[RECORDS PROVIDED — start]
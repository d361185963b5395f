//! The clipboard tool abstraction.

use super::result::CopyMethod;

/// Why a single tool could not copy.
#[derive(Debug, Clone, PartialEq, Eq)]
pub enum CopyToolError {
    /// The tool cannot be used for this operation.
    NotSupported,
    /// The tool binary is missing.
    NotFound,
    /// The tool ran and failed.
    Failed(String),
}

/// A platform command that can place text on the clipboard.
pub trait CopyTool {
    fn method(&self) -> CopyMethod;

    /// Whether the tool can run on this machine.
    fn is_available(&self) -> bool;

    fn try_copy_text(&self, text: &str) -> Result<(), CopyToolError>;

    fn name(&self) -> &'static str {
        self.method().name()
    }
}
[RECORDS PROVIDED — finish]
The answer should be nothing but the number of lines above that contain "self".

EXERCISE RESPONSE
5